=== Section Start ===
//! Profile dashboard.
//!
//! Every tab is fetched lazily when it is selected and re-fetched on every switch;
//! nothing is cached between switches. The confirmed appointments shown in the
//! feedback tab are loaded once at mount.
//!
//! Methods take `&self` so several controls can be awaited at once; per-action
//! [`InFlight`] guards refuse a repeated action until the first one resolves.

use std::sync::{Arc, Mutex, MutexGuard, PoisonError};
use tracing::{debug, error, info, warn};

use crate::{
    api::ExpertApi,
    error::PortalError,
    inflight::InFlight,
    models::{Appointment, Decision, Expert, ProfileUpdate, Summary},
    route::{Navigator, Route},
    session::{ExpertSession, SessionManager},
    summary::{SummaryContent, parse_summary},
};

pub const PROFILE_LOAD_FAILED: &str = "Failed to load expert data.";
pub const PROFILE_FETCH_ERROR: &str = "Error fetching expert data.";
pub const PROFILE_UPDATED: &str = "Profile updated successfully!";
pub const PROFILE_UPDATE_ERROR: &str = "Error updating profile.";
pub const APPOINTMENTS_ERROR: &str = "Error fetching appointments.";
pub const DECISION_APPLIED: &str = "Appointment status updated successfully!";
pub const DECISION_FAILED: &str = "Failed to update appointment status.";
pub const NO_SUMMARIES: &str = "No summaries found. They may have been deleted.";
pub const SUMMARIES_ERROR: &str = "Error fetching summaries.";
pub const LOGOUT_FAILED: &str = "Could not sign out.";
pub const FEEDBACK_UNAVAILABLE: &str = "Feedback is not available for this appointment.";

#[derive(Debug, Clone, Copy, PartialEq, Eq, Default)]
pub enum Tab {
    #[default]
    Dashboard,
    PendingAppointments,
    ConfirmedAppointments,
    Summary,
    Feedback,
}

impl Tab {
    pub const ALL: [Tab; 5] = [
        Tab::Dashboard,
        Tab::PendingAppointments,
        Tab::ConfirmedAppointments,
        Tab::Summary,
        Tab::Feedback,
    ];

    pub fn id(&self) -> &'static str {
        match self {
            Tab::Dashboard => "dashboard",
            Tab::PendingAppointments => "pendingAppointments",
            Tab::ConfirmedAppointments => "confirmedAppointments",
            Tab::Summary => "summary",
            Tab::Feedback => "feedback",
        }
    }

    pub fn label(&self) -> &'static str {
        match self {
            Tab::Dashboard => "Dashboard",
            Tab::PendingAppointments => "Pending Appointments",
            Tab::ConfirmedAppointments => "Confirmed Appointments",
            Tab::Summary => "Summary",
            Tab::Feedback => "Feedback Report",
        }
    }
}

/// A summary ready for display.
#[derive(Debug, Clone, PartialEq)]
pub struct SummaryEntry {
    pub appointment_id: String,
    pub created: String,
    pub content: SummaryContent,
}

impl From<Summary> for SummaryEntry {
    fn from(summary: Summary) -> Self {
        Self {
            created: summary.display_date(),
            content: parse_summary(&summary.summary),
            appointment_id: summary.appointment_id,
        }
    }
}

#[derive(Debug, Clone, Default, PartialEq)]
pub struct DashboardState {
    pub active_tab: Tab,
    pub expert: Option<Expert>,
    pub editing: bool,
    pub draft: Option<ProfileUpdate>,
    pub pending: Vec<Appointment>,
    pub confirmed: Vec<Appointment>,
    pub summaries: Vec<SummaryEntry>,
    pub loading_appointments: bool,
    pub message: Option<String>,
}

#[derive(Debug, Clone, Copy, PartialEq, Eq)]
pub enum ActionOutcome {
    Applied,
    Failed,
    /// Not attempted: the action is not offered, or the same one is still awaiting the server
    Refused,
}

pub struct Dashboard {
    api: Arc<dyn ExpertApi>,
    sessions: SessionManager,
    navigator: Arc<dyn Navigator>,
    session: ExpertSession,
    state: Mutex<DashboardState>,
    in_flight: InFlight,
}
=== Section End ===
> [Problem statement] Please repeat each entry exactly as written.

> [Response to the task]
//! Profile dashboard.
//!
//! Every tab is fetched lazily when it is selected and re-fetched on every switch;
//! nothing is cached between switches. The confirmed appointments shown in the
//! feedback tab are loaded once at mount.
//!
//! Methods take `&self` so several controls can be awaited at once; per-action
//! [`InFlight`] guards refuse a repeated action until the first one resolves.

use std::sync::{Arc, Mutex, MutexGuard, PoisonError};
use tracing::{debug, error, info, warn};

use crate::{
    api::ExpertApi,
    error::PortalError,
    inflight::InFlight,
    models::{Appointment, Decision, Expert, ProfileUpdate, Summary},
    route::{Navigator, Route},
    session::{ExpertSession, SessionManager},
    summary::{SummaryContent, parse_summary},
};

pub const PROFILE_LOAD_FAILED: &str = "Failed to load expert data.";
pub const PROFILE_FETCH_ERROR: &str = "Error fetching expert data.";
pub const PROFILE_UPDATED: &str = "Profile updated successfully!";
pub const PROFILE_UPDATE_ERROR: &str = "Error updating profile.";
pub const APPOINTMENTS_ERROR: &str = "Error fetching appointments.";
pub const DECISION_APPLIED: &str = "Appointment status updated successfully!";
pub const DECISION_FAILED: &str = "Failed to update appointment status.";
pub const NO_SUMMARIES: &str = "No summaries found. They may have been deleted.";
pub const SUMMARIES_ERROR: &str = "Error fetching summaries.";
pub const LOGOUT_FAILED: &str = "Could not sign out.";
pub const FEEDBACK_UNAVAILABLE: &str = "Feedback is not available for this appointment.";

#[derive(Debug, Clone, Copy, PartialEq, Eq, Default)]
pub enum Tab {
    #[default]
    Dashboard,
    PendingAppointments,
    ConfirmedAppointments,
    Summary,
    Feedback,
}

impl Tab {
    pub const ALL: [Tab; 5] = [
        Tab::Dashboard,
        Tab::PendingAppointments,
        Tab::ConfirmedAppointments,
        Tab::Summary,
        Tab::Feedback,
    ];

    pub fn id(&self) -> &'static str {
        match self {
            Tab::Dashboard => "dashboard",
            Tab::PendingAppointments => "pendingAppointments",
            Tab::ConfirmedAppointments => "confirmedAppointments",
            Tab::Summary => "summary",
            Tab::Feedback => "feedback",
        }
    }

    pub fn label(&self) -> &'static str {
        match self {
            Tab::Dashboard => "Dashboard",
            Tab::PendingAppointments => "Pending Appointments",
            Tab::ConfirmedAppointments => "Confirmed Appointments",
            Tab::Summary => "Summary",
            Tab::Feedback => "Feedback Report",
        }
    }
}

/// A summary ready for display.
#[derive(Debug, Clone, PartialEq)]
pub struct SummaryEntry {
    pub appointment_id: String,
    pub created: String,
    pub content: SummaryContent,
}

impl From<Summary> for SummaryEntry {
    fn from(summary: Summary) -> Self {
        Self {
            created: summary.display_date(),
            content: parse_summary(&summary.summary),
            appointment_id: summary.appointment_id,
        }
    }
}

#[derive(Debug, Clone, Default, PartialEq)]
pub struct DashboardState {
    pub active_tab: Tab,
    pub expert: Option<Expert>,
    pub editing: bool,
    pub draft: Option<ProfileUpdate>,
    pub pending: Vec<Appointment>,
    pub confirmed: Vec<Appointment>,
    pub summaries: Vec<SummaryEntry>,
    pub loading_appointments: bool,
    pub message: Option<String>,
}

#[derive(Debug, Clone, Copy, PartialEq, Eq)]
pub enum ActionOutcome {
    Applied,
    Failed,
    /// Not attempted: the action is not offered, or the same one is still awaiting the server
    Refused,
}

pub struct Dashboard {
    api: Arc<dyn ExpertApi>,
    sessions: SessionManager,
    navigator: Arc<dyn Navigator>,
    session: ExpertSession,
    state: Mutex<DashboardState>,
    in_flight: InFlight,
}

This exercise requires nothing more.